***** Records for the exercise

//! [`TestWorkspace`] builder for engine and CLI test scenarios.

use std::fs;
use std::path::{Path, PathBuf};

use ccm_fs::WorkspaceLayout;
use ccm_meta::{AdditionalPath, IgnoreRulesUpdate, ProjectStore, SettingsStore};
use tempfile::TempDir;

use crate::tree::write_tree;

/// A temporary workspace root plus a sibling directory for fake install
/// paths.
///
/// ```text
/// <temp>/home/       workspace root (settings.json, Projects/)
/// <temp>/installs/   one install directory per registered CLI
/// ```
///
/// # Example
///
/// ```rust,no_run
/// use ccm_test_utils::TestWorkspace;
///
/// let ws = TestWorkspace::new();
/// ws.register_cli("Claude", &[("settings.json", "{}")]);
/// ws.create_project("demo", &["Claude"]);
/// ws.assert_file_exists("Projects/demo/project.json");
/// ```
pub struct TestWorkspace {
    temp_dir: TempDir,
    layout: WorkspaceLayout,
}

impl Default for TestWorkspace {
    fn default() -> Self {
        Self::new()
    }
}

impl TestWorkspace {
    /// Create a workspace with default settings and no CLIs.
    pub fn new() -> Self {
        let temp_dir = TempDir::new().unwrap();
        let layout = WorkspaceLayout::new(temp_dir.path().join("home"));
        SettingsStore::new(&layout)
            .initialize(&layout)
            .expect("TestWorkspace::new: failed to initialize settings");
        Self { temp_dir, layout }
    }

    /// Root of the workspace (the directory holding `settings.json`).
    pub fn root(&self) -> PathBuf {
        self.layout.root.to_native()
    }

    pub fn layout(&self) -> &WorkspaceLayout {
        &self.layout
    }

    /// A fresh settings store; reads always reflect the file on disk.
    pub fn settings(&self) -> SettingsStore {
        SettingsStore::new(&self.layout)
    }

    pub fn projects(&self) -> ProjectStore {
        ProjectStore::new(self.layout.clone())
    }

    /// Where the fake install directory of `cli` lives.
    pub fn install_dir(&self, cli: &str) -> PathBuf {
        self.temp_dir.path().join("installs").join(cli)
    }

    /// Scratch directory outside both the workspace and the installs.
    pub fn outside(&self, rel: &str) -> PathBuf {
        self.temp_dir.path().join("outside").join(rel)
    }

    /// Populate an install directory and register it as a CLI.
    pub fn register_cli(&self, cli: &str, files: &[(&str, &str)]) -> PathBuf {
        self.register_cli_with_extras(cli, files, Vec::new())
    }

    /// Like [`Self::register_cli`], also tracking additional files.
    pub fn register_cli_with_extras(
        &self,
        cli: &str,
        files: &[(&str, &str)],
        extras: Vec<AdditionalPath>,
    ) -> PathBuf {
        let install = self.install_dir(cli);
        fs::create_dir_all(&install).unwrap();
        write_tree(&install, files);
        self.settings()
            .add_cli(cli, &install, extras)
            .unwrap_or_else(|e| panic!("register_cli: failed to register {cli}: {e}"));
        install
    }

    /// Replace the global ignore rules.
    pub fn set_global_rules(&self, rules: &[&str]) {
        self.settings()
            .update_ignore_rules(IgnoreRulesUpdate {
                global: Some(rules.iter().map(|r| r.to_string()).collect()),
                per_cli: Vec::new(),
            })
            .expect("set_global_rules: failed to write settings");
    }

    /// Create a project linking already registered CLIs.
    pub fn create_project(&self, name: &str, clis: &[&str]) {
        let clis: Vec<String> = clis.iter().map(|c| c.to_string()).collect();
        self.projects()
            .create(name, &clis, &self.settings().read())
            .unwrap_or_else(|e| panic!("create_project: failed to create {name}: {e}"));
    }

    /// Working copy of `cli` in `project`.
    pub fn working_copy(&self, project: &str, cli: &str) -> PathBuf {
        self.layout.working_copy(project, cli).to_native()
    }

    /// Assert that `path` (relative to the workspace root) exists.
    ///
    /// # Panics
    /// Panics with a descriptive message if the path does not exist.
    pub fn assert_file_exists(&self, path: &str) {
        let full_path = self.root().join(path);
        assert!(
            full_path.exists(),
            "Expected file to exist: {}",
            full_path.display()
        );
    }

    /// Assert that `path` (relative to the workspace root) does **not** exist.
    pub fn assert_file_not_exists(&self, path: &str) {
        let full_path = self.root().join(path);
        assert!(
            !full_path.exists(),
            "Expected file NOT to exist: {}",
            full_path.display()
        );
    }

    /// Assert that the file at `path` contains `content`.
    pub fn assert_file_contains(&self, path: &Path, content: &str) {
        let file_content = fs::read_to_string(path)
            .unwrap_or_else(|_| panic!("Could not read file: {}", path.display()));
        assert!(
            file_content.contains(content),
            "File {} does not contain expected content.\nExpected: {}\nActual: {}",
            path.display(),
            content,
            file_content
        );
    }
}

**********
***** Records for the exercise

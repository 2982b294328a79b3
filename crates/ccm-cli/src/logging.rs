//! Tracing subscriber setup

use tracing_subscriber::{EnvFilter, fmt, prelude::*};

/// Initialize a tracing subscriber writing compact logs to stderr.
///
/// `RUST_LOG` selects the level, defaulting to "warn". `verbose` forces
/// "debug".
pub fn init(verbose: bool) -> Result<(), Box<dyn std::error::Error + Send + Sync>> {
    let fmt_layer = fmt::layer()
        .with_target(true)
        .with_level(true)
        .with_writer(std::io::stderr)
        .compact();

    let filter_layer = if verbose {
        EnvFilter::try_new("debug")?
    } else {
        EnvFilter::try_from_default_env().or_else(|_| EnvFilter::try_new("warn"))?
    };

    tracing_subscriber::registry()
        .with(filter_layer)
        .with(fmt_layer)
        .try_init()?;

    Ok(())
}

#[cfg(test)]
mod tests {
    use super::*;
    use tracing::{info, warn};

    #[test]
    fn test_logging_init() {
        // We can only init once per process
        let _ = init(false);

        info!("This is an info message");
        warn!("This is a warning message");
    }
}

**********
***** Records for the exercise

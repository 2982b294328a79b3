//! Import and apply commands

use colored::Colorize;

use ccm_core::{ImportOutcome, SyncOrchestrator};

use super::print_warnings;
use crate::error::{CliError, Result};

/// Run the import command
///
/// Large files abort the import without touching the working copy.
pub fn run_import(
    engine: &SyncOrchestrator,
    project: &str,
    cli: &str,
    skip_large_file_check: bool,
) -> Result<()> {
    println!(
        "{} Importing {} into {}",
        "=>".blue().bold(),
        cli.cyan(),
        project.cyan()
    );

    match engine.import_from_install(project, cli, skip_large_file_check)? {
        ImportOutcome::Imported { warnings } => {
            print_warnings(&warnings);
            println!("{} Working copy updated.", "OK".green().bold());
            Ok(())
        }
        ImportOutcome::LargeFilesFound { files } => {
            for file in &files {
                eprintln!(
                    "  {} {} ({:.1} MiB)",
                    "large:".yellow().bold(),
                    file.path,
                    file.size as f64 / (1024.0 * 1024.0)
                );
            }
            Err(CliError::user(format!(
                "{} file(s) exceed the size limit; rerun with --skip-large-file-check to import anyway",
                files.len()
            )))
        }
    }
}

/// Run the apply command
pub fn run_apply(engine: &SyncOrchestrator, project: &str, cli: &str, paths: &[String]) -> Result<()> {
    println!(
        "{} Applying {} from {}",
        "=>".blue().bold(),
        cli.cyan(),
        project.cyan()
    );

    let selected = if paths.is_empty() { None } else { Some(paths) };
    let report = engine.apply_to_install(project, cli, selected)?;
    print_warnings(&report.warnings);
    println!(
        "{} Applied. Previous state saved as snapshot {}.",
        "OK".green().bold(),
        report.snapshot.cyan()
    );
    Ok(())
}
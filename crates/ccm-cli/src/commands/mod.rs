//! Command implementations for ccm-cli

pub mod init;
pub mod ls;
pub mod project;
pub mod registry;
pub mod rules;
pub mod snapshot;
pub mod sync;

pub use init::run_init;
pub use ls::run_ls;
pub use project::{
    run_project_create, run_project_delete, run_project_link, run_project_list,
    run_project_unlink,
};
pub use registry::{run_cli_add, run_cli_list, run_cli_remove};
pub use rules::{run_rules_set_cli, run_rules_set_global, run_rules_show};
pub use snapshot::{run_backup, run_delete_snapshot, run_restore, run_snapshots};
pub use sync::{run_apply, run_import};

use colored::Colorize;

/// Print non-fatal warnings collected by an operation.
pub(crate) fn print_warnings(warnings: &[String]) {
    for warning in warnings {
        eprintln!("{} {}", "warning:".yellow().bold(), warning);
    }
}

**********

- Exercise aim -
Search the data above for lines holding "engine" and copy each of them.

- Output of the exercise -
//! [`TestWorkspace`] builder for engine and CLI test scenarios.
    engine: &SyncOrchestrator,
    match engine.import_from_install(project, cli, skip_large_file_check)? {
pub fn run_apply(engine: &SyncOrchestrator, project: &str, cli: &str, paths: &[String]) -> Result<()> {
    let report = engine.apply_to_install(project, cli, selected)?;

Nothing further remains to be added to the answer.